Integrated care: service proximity is the aim, cultural change is the gain | Dr Derek Tracy

Derek Tracy

For Dr Derek Tracy, integration has been a light-bulb moment, illuminating the riches of cross-sector, multi-professional working.

It’s hard to be against integrated care, whether or not mandated by the NHS Long Term Plan (LTP). But replace ‘integrated’ with ‘better’ – it’s still laudable, but meaningless. The LTP encourages ‘localism’ – what’s right for South London might not be right for East Glasgow. But what’s ‘right’? A focus on children’s services or frailty pathways? No detail, no map, no evidence. 

We started our integration journey a couple of years ago. It was the national direction of travel and, moreover, seemed the right thing to do. It might also help make those savings we had to bridge. We polled the populace. No one offered a design of social care over here, mental health over there, and physical health somewhere else. Indeed, folk complained about that – a lot. They disliked retelling their stories, delayed referrals and multiple providers doing different things in different ways. “Simplify and speak to each other,” was the refrain.

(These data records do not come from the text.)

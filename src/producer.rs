//! Message-queue producer handle managed by a registry.
//!
//! The handle owns a [`BrokerProducer`] built from a comma-separated bootstrap server list.
//! Publishing belongs to the broker client; this module only validates the connection target
//! and keeps the client reachable through the registry.

use std::fmt;
use std::num::ParseIntError;
use std::str::FromStr;

use thiserror::Error;

use crate::{Managed, RegistryError};

/// Bootstrap server list used when nothing else is configured.
pub const DEFAULT_BOOTSTRAP_SERVERS: &str = "localhost:9092";

/// Environment variable read by [`ProducerConfig::from_env`].
pub const BOOTSTRAP_SERVERS_ENV: &str = "SINGLETON_CACHE_BOOTSTRAP_SERVERS";

#[derive(Debug, Clone, PartialEq, Eq, Error)]
pub enum ProducerError {
    #[error("no bootstrap servers configured")]
    NoBootstrapServers,

    #[error("bootstrap server `{0}` has no port")]
    MissingPort(String),

    #[error("bootstrap server `{server}` has an invalid port")]
    InvalidPort {
        server: String,
        #[source]
        source: ParseIntError,
    },

    #[error("bootstrap server `{0}` has no host")]
    EmptyHost(String),

    #[error(transparent)]
    Registry(#[from] RegistryError),
}

/// Connection target for the producer.
#[derive(Debug, Clone, PartialEq, Eq)]
pub struct ProducerConfig {
    /// Comma-separated `host:port` list.
    pub bootstrap_servers: String,
}

impl ProducerConfig {
    pub fn new(bootstrap_servers: impl Into<String>) -> Self {
        Self {
            bootstrap_servers: bootstrap_servers.into(),
        }
    }

    /// Reads [`BOOTSTRAP_SERVERS_ENV`], falling back to [`DEFAULT_BOOTSTRAP_SERVERS`] when it is
    /// unset or blank.
    pub fn from_env() -> Self {
        std::env::var(BOOTSTRAP_SERVERS_ENV)
            .ok()
            .filter(|servers| !servers.trim().is_empty())
            .map(Self::new)
            .unwrap_or_default()
    }
}

impl Default for ProducerConfig {
    fn default() -> Self {
        Self::new(DEFAULT_BOOTSTRAP_SERVERS)
    }
}

/// A single `host:port` broker address.
#[derive(Debug, Clone, PartialEq, Eq, Hash)]
pub struct BrokerEndpoint {
    host: String,
    port: u16,
}

impl BrokerEndpoint {
    pub fn host(&self) -> &str {
        &self.host
    }

    pub fn port(&self) -> u16 {
        self.port
    }
}

impl FromStr for BrokerEndpoint {
    type Err = ProducerError;

    fn from_str(server: &str) -> Result<Self, Self::Err> {
        // rsplit keeps bracketed IPv6 hosts such as `[::1]:9092` intact
        let (host, port) = server
            .rsplit_once(':')
            .ok_or_else(|| ProducerError::MissingPort(server.to_string()))?;

        if host.is_empty() {
            return Err(ProducerError::EmptyHost(server.to_string()));
        }

        let port = port.parse().map_err(|source| ProducerError::InvalidPort {
            server: server.to_string(),
            source,
        })?;

        Ok(Self {
            host: host.to_string(),
            port,
        })
    }
}

impl fmt::Display for BrokerEndpoint {
    fn fmt(&self, f: &mut fmt::Formatter<'_>) -> fmt::Result {
        write!(f, "{}:{}", self.host, self.port)
    }
}

/// Producer client bound to a validated set of brokers.
#[derive(Debug)]
pub struct BrokerProducer {
    endpoints: Vec<BrokerEndpoint>,
}

impl BrokerProducer {
    /// Parses the bootstrap list. Blank entries between commas are skipped.
    pub fn from_config(config: &ProducerConfig) -> Result<Self, ProducerError> {
        let endpoints = config
            .bootstrap_servers
            .split(',')
            .map(str::trim)
            .filter(|server| !server.is_empty())
            .map(str::parse::<BrokerEndpoint>)
            .collect::<Result<Vec<_>, _>>()?;

        if endpoints.is_empty() {
            return Err(ProducerError::NoBootstrapServers);
        }

        Ok(Self { endpoints })
    }

    pub fn endpoints(&self) -> &[BrokerEndpoint] {
        &self.endpoints
    }

    /// The normalized bootstrap list, e.g. `a:9092,b:9092`.
    pub fn bootstrap_servers(&self) -> String {
        self.endpoints
            .iter()
            .map(ToString::to_string)
            .collect::<Vec<_>>()
            .join(",")
    }
}

/// The registry-managed wrapper around the producer client.
#[derive(Debug)]
pub struct ProducerHandle {
    producer: BrokerProducer,
}

impl ProducerHandle {
    pub fn producer(&self) -> &BrokerProducer {
        &self.producer
    }
}

impl Managed for ProducerHandle {
    type Args = ProducerConfig;
    type Error = ProducerError;

    fn construct(config: &ProducerConfig) -> Result<Self, Self::Error> {
        let producer = BrokerProducer::from_config(config)?;
        log::debug!("producer bound to {}", producer.bootstrap_servers());
        Ok(Self { producer })
    }
}

#[cfg(test)]
mod tests {
    use super::*;
    use serial_test::serial;

    #[test]
    fn test_default_config() {
        assert_eq!(ProducerConfig::default().bootstrap_servers, "localhost:9092");
    }

    #[test]
    fn test_parse_endpoint() {
        let endpoint: BrokerEndpoint = "broker-1:9093".parse().unwrap();
        assert_eq!(endpoint.host(), "broker-1");
        assert_eq!(endpoint.port(), 9093);
        assert_eq!(endpoint.to_string(), "broker-1:9093");

        let v6: BrokerEndpoint = "[::1]:9092".parse().unwrap();
        assert_eq!(v6.host(), "[::1]");
    }

    #[test]
    fn test_parse_endpoint_errors() {
        assert_eq!(
            "broker".parse::<BrokerEndpoint>().unwrap_err(),
            ProducerError::MissingPort("broker".to_string())
        );
        assert_eq!(
            ":9092".parse::<BrokerEndpoint>().unwrap_err(),
            ProducerError::EmptyHost(":9092".to_string())
        );
        assert!(matches!(
            "broker:99999".parse::<BrokerEndpoint>(),
            Err(ProducerError::InvalidPort { .. })
        ));
    }

    #[test]
    fn test_producer_from_list() {
        let config = ProducerConfig::new(" a:9092, ,b:9093 ");
        let producer = BrokerProducer::from_config(&config).unwrap();

        assert_eq!(producer.endpoints().len(), 2);
        assert_eq!(producer.bootstrap_servers(), "a:9092,b:9093");
    }

    #[test]
    fn test_empty_list_fails() {
        let err = BrokerProducer::from_config(&ProducerConfig::new(" , ")).unwrap_err();
        assert_eq!(err, ProducerError::NoBootstrapServers);
        assert_eq!(err.to_string(), "no bootstrap servers configured");
    }

    #[test]
    fn test_invalid_port_has_source() {
        use std::error::Error;

        let err = BrokerProducer::from_config(&ProducerConfig::new("a:port")).unwrap_err();
        assert_eq!(err.to_string(), "bootstrap server `a:port` has an invalid port");
        assert!(err.source().is_some());
    }

    #[test]
    fn test_construct_handle() {
        let handle = ProducerHandle::construct(&ProducerConfig::default()).unwrap();
        assert_eq!(handle.producer().bootstrap_servers(), DEFAULT_BOOTSTRAP_SERVERS);
    }

    #[test]
    #[serial]
    fn test_from_env() {
        std::env::set_var(BOOTSTRAP_SERVERS_ENV, "queue:19092");
        assert_eq!(ProducerConfig::from_env().bootstrap_servers, "queue:19092");

        std::env::set_var(BOOTSTRAP_SERVERS_ENV, "   ");
        assert_eq!(ProducerConfig::from_env(), ProducerConfig::default());

        std::env::remove_var(BOOTSTRAP_SERVERS_ENV);
        assert_eq!(ProducerConfig::from_env(), ProducerConfig::default());
    }
}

So we went off to staff to enthusiastically inform them our local population agreed with the LTP, reinforced through slides on population ageing, problematic workforce recruitment and retention, and stormy economic forecasts. We had an answer: integrated care. Bringing together adult social care, adult mental health and adult physical health. Instead of three professional silos, we would have three hubs (hubs are so 2020), each of which would combine those three tribes, slickly working together in optimised person-centred ways. What’s not to love?

Sometimes managers live in their own little world. We said “new ways of working”, staff heard “doing other people’s jobs”; we said “upskilling”, the retort was “you mean deprofessionalisation”; we cried “fewer boundaries!”, and folk replied “increased demand”; we pleaded “but saving money…” and staff understood “you’re making people redundant”. 

Staff got integration and its potential benefits, but the ask was profound and they understandably saw the challenges through the lens of disintegrating services about which they were passionate. “Integration is great, but not for my team”. They knew the great specialist work they did and feared its loss – for their patients. 

Management compounded this, hitting things high-level and missing what mattered; or at least paying it inadequate attention. Where would staff park their cars? What about a school-run carefully built around a current team base? And this was before we hit the buffers of different IT and email systems, HR policies, salaries and contracts for those in health and social care – issues no one organisation could solve. We spent as much time as we could listening to staff anxieties, but they felt we still didn’t adequately hear. Manager self-pity at this being an un-resourced additional task got the response it deserved. 

All these contradictory tensions are simultaneously true. Integration can both bring together a wide range of skills, services and people, yet risk degeneration to a lowest common denominator. Novel educational and development opportunities are exciting yet might be in competition with trainees’ and senior professionals’ core professional needs. Reducing barriers must be good yet clearly could increase demand, or at least show us the currently hidden true population need.

I started an integrated care journey with two preoccupying questions: what is the optimal type of integration and how would I know if it is working? These remain preoccupations. We lack a lexicon of integration; it is fine to ‘do local’, but we need a matrix to understand how your integration compares with mine. We are developing an imperfect series of qualitative and quantitative markers of change, but their utility (for you, as well as me) remains uncertain.

But my thoughts have moved beyond that, shaped by the most unexpected integration gain. One that has shifted my medical practice more than anything else of the previous ten years. Culture. Integration ‘proximity’ is great, but that’s only a vehicle for delivering the underlying goodness. We don’t just have different skills in health and social care, we see the world differently. In my outpatient clinic last year, my medical student asked my patient “what is wrong and how long has it been a problem?” – that’s what we say to patients. The social work student also present asked the same person “what are you good at and what do you want to do?” – that’s what we say to people. Two worlds. 

The real integration gain – which I believe remains largely unrecognised (by health, at least) – is the strengths-based enablement approach that social care will teach us. In turn, I think we offer social care an evidence-based evaluative approach that is not always, I would respectfully suggest, as core to their practice. Our local journey continues. Early bruising, but we continue to learn, trying to hear more and better. What is beginning to win us all round – slowly – is the gradual recognition of the new ways of thinking that others can offer us. Come talk to us, we’d love to learn from you.